(2021) A fun and frothy blend of local grapes Bical, Cercial, Arinto and Baga, this is a classical method wine, with second fermentation in individual bottles, but in all honesty there is little evidence of autolysis - the biscuity, nutty effect of the yeast ageing - the wine is rather more like a cross between a decent cava and a Prosecco. Pear fruitiness and sweetish character in the mouth along with a frothy mousse and nice balance of acidity make it a fun summer in the garden contender. It offers decent value at £6.99, though don't expect a fine Champagne lookalike.
(2018) Luis Pato, the king of Barraida wines, is surely some sort of genius, crafting unusual white wines like this from Bical, Cerceal and Sercealinho (a cross of Cerceal and Alvarinho) with 12% alcohol, a modest price, yet capable of such significant ageing. In truth this was a re-discovery of a wine I'd rather forgotten about in my wine racks, but what a treat: aromatically it has so much in common with a fine dry Riesling, that whiff of minerals and beeswax, clear apple fruit, and a lovely sherbet-lemon tang. On the palate it is light and lissome, plenty of zesty acidity but a dazzling fruit-salad palate finishing long and glittering. Note, price and stockist are for a more current vintage at time of review.
(2017) Produced at the Quinta do Baixo estate in Bairrada, Syrah from this region is highly unusual and shows Dirk Niepoort's penchant for pushing the boundaries. And he's done that very well with this crisp and agile Syrah, fermented in traditional lagares and aged in large 2500-litre barrels. It is dry with a sense of tobacco-touched red and black berry fruits, a touch herbal and wild, before a palate where the cool finesse of the acidity and lighter tannins give it a refreshing appeal. Really a lovely rendition of Syrah.
(2016) The Baga grape is a real speciality of the Bairrada region of Portugal, and often likened to either Pinot Noir or Nebbiolo. This 'young' example (the equivalent of 'Joven' in Spanish wines I guess, meaning it has spent little or no time ageing in oak), is buoyant and fresh, with a little Beaujolais-like character, crisp and juicy red fruits and a sappy snap of brightness and briary quality. Enjoyable, unpretentious - and bound to please Cru Beaujolais fans. £10.80 for members.
(2012) The first wine in the line up with really obvious oak influence giving toast, cedar and some exotic Sandalwood. Chocolaty and red berry fruit beneath, spice and slightly wild, gamy nuances of the Baga. Lovely freshness in the finish with juicy acidity and tight tannins.
(2012) Outrageously heavy bottle, and a big wine aromatically too: a certain overripe charcter, with a vegetal note too giving lots of layered intrigue. On the palate this offers and explosion of fruit: creamy and rich, but juicy definition too. Silky textured, with soft plum at its core, but plenty of vital freshness.
(2012) What a beautiful nose; laden with fresh summer flowers and hay meadows, bright red fruit and rose hips.
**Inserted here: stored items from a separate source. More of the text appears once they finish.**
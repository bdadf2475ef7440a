use std::sync::atomic::{AtomicBool, Ordering};
use std::sync::{Arc, Mutex};

use threadsim_core::SchedulerConfig;
use tracing::{info, warn};

use crate::scheduler::queue::WorkQueue;
use crate::scheduler::types::SimThread;

/// Multiprocessor time-sliced scheduler.
///
/// Each [`run`](Scheduler::run) starts `processors` workers that pull
/// [`SimThread`]s from one shared FIFO and charge them slices of at most
/// `quantum_ms` until nothing is left.
pub struct Scheduler {
    pub(super) config: SchedulerConfig,
    /// Shutdown signal, checked by every processor between slices.
    pub(super) shutdown: Arc<AtomicBool>,
    /// Queue of the run in progress, so `shutdown` can wake blocked pops.
    pub(super) active_queue: Mutex<Option<Arc<WorkQueue<SimThread>>>>,
}

impl Scheduler {
    pub fn new(config: SchedulerConfig) -> Self {
        Self {
            config,
            shutdown: Arc::new(AtomicBool::new(false)),
            active_queue: Mutex::new(None),
        }
    }

    pub fn config(&self) -> &SchedulerConfig {
        &self.config
    }

    /// Ask every processor to stop after its current slice.
    ///
    /// Units that still have work are returned in
    /// [`SchedulerReport::unfinished`](crate::scheduler::SchedulerReport).
    pub fn shutdown(&self) {
        info!("Scheduler shutdown requested");
        self.shutdown.store(true, Ordering::SeqCst);
        match self.active_queue.lock() {
            Ok(guard) => {
                if let Some(queue) = guard.as_ref() {
                    if let Err(e) = queue.close() {
                        warn!("Failed to close work queue: {}", e);
                    }
                }
            }
            Err(e) => warn!("Active queue lock poisoned: {}", e),
        }
    }

    pub fn is_shutdown(&self) -> bool {
        self.shutdown.load(Ordering::SeqCst)
    }

    /// Clone of the shutdown flag, for signal handlers.
    pub fn shutdown_signal(&self) -> Arc<AtomicBool> {
        Arc::clone(&self.shutdown)
    }
}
Delicious stuff, light- to medium-bodied and so fresh, with a refined tannin structure and delightful clarity. Not a big wine, but a beautiful one.
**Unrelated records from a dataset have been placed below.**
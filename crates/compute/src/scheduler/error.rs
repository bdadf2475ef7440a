use super::queue::QueueError;

/// Error type for scheduler runs.
#[derive(Debug, thiserror::Error)]
pub enum SchedulerError {
    #[error("Invalid scheduler config: {0}")]
    InvalidConfig(String),
    #[error("Failed to build processor pool: {0}")]
    ThreadPool(String),
    #[error("Lock poisoned: {0}")]
    LockPoisoned(String),
    #[error(transparent)]
    Queue(#[from] QueueError),
}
(2011) Old vine Baga. Slightly closed at first, the black fruits and some supporting older oak add a little more giving roundness. There's meatiness too. The palate bursts into life, with really sweet, punchy fruit that has a fleshy, creamy density. Touches of spice and liquorice from grainy but fine tannins and very good acidity. Fleshy, charming intensity of old vines.
(2011) Trincadeira, Rufete and Touriga. Wonderfully inky, vinous nose, extremely muscular and sinewy with such solid black fruit, but edged with touches of kirsch and violet. There's a little coffee and game adding yet another layer. Delicious palate, the pin-point accuracy of the fruit continues, with tight, glossy depth and that edge of muscular, tight tannin. Long through precision, not brute force.